This Cochrane review aims to answer the question whether or not eating nuts can prevent cardiovascular disease.
Cardiovascular diseases are a group of conditions that affect the heart and blood vessels. They are a major cause of death worldwide. The food we eat may influence the risk of getting cardiovascular disease. Nuts, if consumed regularly and at relatively high doses (50 g to 100 g), are believed to reduce total cholesterol and low-density lipoprotein (LDL) cholesterol (bad cholesterol).
This review includes randomised controlled trials, which lasted at least 12 weeks. Participants were between 37 to 54 years old on average. The evidence is current up to 30 July 2015.
We included five trials (435 participants), one of which had two treatment arms. All five trials investigated the effects of eating nuts. No studies were found which investigated the effect of giving advice to eat more nuts. None of the studies reported on deaths or cardiovascular events. None of the results show a clear effect on total cholesterol levels and blood pressure. One study reported one case of an allergic reaction to nuts. Three studies reported no significant weight gain with increased nut consumption. No other adverse events were reported.
Quality of the evidence
All included trials are small, with 60 to 100 participants, and have a high level of variation (heterogeneity). Therefore the results should be interpreted with caution. Overall we regarded the included trials as being at unclear risk of bias.

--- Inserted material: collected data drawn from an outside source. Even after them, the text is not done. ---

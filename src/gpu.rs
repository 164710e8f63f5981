//! GPU utilization probe.
//!
//! Shells out to the accelerator query tool (`nvidia-smi` by default) with a
//! bounded timeout. Every failure mode collapses into `GpuReading::Unavailable`
//! so callers can treat a missing reading as "no evidence either way".

use crate::config::GpuConfig;
use std::process::Stdio;
use std::time::Duration;
use tokio::process::Command;

/// One sample from the query tool.
#[derive(Debug, Clone, Copy, PartialEq)]
pub enum GpuReading {
    Available(f64),
    Unavailable,
}

impl GpuReading {
    pub fn value(self) -> Option<f64> {
        match self {
            GpuReading::Available(v) => Some(v),
            GpuReading::Unavailable => None,
        }
    }
}

impl std::fmt::Display for GpuReading {
    fn fmt(&self, f: &mut std::fmt::Formatter<'_>) -> std::fmt::Result {
        match self {
            GpuReading::Available(v) => write!(f, "{v}"),
            GpuReading::Unavailable => write!(f, "unavailable"),
        }
    }
}

/// Source of GPU readings for the orchestrator.
pub trait GpuProbe {
    /// Utilization of the first GPU, in percent.
    async fn utilization(&mut self) -> GpuReading;
    /// Memory used on the first GPU, in MB.
    async fn memory_used_mb(&mut self) -> GpuReading;
}

/// `nvidia-smi --query-gpu=<field> --format=csv,noheader,nounits`
pub struct NvidiaSmi {
    command: String,
    timeout: Duration,
}

impl NvidiaSmi {
    pub fn new(config: &GpuConfig) -> Self {
        Self {
            command: config.command.clone(),
            timeout: Duration::from_secs(config.timeout_secs),
        }
    }

    async fn query(&self, field: &str) -> GpuReading {
        let output = Command::new(&self.command)
            .arg(format!("--query-gpu={field}"))
            .arg("--format=csv,noheader,nounits")
            .stdin(Stdio::null())
            .kill_on_drop(true)
            .output();

        let output = match tokio::time::timeout(self.timeout, output).await {
            Ok(Ok(output)) => output,
            Ok(Err(e)) => {
                tracing::warn!(command = %self.command, field, error = %e, "failed to run GPU query tool");
                return GpuReading::Unavailable;
            }
            Err(_) => {
                tracing::warn!(
                    command = %self.command,
                    field,
                    timeout_secs = self.timeout.as_secs(),
                    "GPU query timed out"
                );
                return GpuReading::Unavailable;
            }
        };

        if !output.status.success() {
            tracing::warn!(
                command = %self.command,
                field,
                exit_code = ?output.status.code(),
                "GPU query tool exited with failure"
            );
            return GpuReading::Unavailable;
        }

        let stdout = String::from_utf8_lossy(&output.stdout);
        match parse_first_value(&stdout) {
            Some(v) => GpuReading::Available(v),
            None => {
                tracing::warn!(field, output = %stdout.trim(), "unparseable GPU query output");
                GpuReading::Unavailable
            }
        }
    }
}

impl GpuProbe for NvidiaSmi {
    async fn utilization(&mut self) -> GpuReading {
        self.query("utilization.gpu").await
    }

    async fn memory_used_mb(&mut self) -> GpuReading {
        self.query("memory.used").await
    }
}

/// First field of the first line: one line per GPU, only GPU 0 counts.
fn parse_first_value(stdout: &str) -> Option<f64> {
    let line = stdout.lines().next()?;
    let field = line.split(',').next()?.trim();
    field.parse::<f64>().ok().filter(|v| v.is_finite())
}

#[cfg(all(test, unix))]
mod tests {
    use super::*;
    use std::os::unix::fs::PermissionsExt;
    use std::path::Path;

    fn fake_tool(dir: &Path, body: &str) -> String {
        let path = dir.join("fake-smi");
        std::fs::write(&path, format!("#!/bin/sh\n{body}\n")).unwrap();
        std::fs::set_permissions(&path, std::fs::Permissions::from_mode(0o755)).unwrap();
        path.to_string_lossy().into_owned()
    }

    fn probe(command: String, timeout_secs: u64) -> NvidiaSmi {
        NvidiaSmi::new(&GpuConfig {
            command,
            timeout_secs,
        })
    }

    #[test]
    fn test_parse_single_gpu() {
        assert_eq!(parse_first_value("37\n"), Some(37.0));
    }

    #[test]
    fn test_parse_takes_first_gpu_only() {
        assert_eq!(parse_first_value("3\n98\n97\n"), Some(3.0));
    }

    #[test]
    fn test_parse_takes_first_field() {
        assert_eq!(parse_first_value(" 12.5 , 4096\n"), Some(12.5));
    }

    #[test]
    fn test_parse_rejects_garbage() {
        assert_eq!(parse_first_value("[N/A]\n"), None);
        assert_eq!(parse_first_value(""), None);
        assert_eq!(parse_first_value("NaN\n"), None);
    }

    #[test]
    fn test_reading_display() {
        assert_eq!(GpuReading::Available(4.0).to_string(), "4");
        assert_eq!(GpuReading::Unavailable.to_string(), "unavailable");
        assert_eq!(GpuReading::Unavailable.value(), None);
    }

    #[tokio::test]
    async fn test_utilization_from_tool_output() {
        let dir = tempfile::tempdir().unwrap();
        let tool = fake_tool(dir.path(), "echo 42\necho 99");
        let mut p = probe(tool, 5);
        assert_eq!(p.utilization().await, GpuReading::Available(42.0));
    }

    #[tokio::test]
    async fn test_memory_query_uses_memory_field() {
        let dir = tempfile::tempdir().unwrap();
        // Echo back which field was requested
        let tool = fake_tool(
            dir.path(),
            r#"case "$1" in --query-gpu=memory.used) echo 20480 ;; *) echo 1 ;; esac"#,
        );
        let mut p = probe(tool, 5);
        assert_eq!(p.memory_used_mb().await, GpuReading::Available(20480.0));
        assert_eq!(p.utilization().await, GpuReading::Available(1.0));
    }

    #[tokio::test]
    async fn test_missing_tool_is_unavailable() {
        let mut p = probe("nonexistent-gpu-tool-xyz".to_string(), 5);
        assert_eq!(p.utilization().await, GpuReading::Unavailable);
    }

    #[tokio::test]
    async fn test_nonzero_exit_is_unavailable() {
        let dir = tempfile::tempdir().unwrap();
        let tool = fake_tool(dir.path(), "echo 50\nexit 3");
        let mut p = probe(tool, 5);
        assert_eq!(p.utilization().await, GpuReading::Unavailable);
    }

    #[tokio::test]
    async fn test_unparseable_output_is_unavailable() {
        let dir = tempfile::tempdir().unwrap();
        let tool = fake_tool(dir.path(), "echo 'NVIDIA-SMI has failed'");
        let mut p = probe(tool, 5);
        assert_eq!(p.utilization().await, GpuReading::Unavailable);
    }

    #[tokio::test]
    async fn test_timeout_is_unavailable() {
        let dir = tempfile::tempdir().unwrap();
        let tool = fake_tool(dir.path(), "sleep 10\necho 50");
        let mut p = probe(tool, 1);
        let start = std::time::Instant::now();
        assert_eq!(p.utilization().await, GpuReading::Unavailable);
        assert!(start.elapsed().as_secs() < 5);
    }
}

Currently there is a lack of evidence for the effects of nut consumption on CVD clinical events in primary prevention and very limited evidence for the effects on CVD risk factors. No conclusions can be drawn and further high quality longer term and adequately powered trials are needed to answer the review question.
Nuts contain a number of nutritional attributes which may be cardioprotective. A number of epidemiological studies have shown that nut consumption may have a beneficial effect on people who have cardiovascular disease (CVD) risk factors. However, results from randomised controlled trials (RCTs) are less consistent.
To determine the effectiveness of nut consumption for the primary prevention of CVD.
We searched the following electronic databases: the Cochrane Central Register of Controlled Trials (CENTRAL), MEDLINE, EMBASE, Web of Science Core Collection, CINAHL, Database of Abstracts of Reviews of Effects (DARE), Health Technology Assessment Database (HTA) and Health Economics Evaluations Database (HEED) up to 30 July 2015. We searched trial registers and reference lists of reviews for further studies. We did not apply any language restrictions.
We included RCTs of dietary advice to increase nut consumption or provision of nuts to increase consumption lasting at least three months and including healthy adults or adults at moderate and high risk of CVD. The comparison group was no intervention or minimal intervention. The outcomes of interest were CVD clinical events and CVD risk factors.
Two review authors independently selected trials for inclusion, abstracted the data and assessed the risk of bias in included trials.
We included five trials (435 participants randomised) and one ongoing trial. One study is awaiting classification. All trials examined the provision of nuts to increase consumption rather than dietary advice. None of the included trials reported on the primary outcomes, CVD clinical events, but trials were small and short term. All five trials reported on CVD risk factors. Four of these trials provided data in a useable format for meta-analyses, but heterogeneity precluded meta-analysis for most of the analyses. Overall trials were judged to be at unclear risk of bias.
There were variable and inconsistent effects of nut consumption on CVD risk factors (lipid levels and blood pressure). Three trials monitored adverse events. One trial reported an allergic reaction to nuts and three trials reported no significant weight gain with increased nut consumption. None of the included trials reported on other secondary outcomes, occurrence of type 2 diabetes as a major risk factor for CVD, health-related quality of life and costs.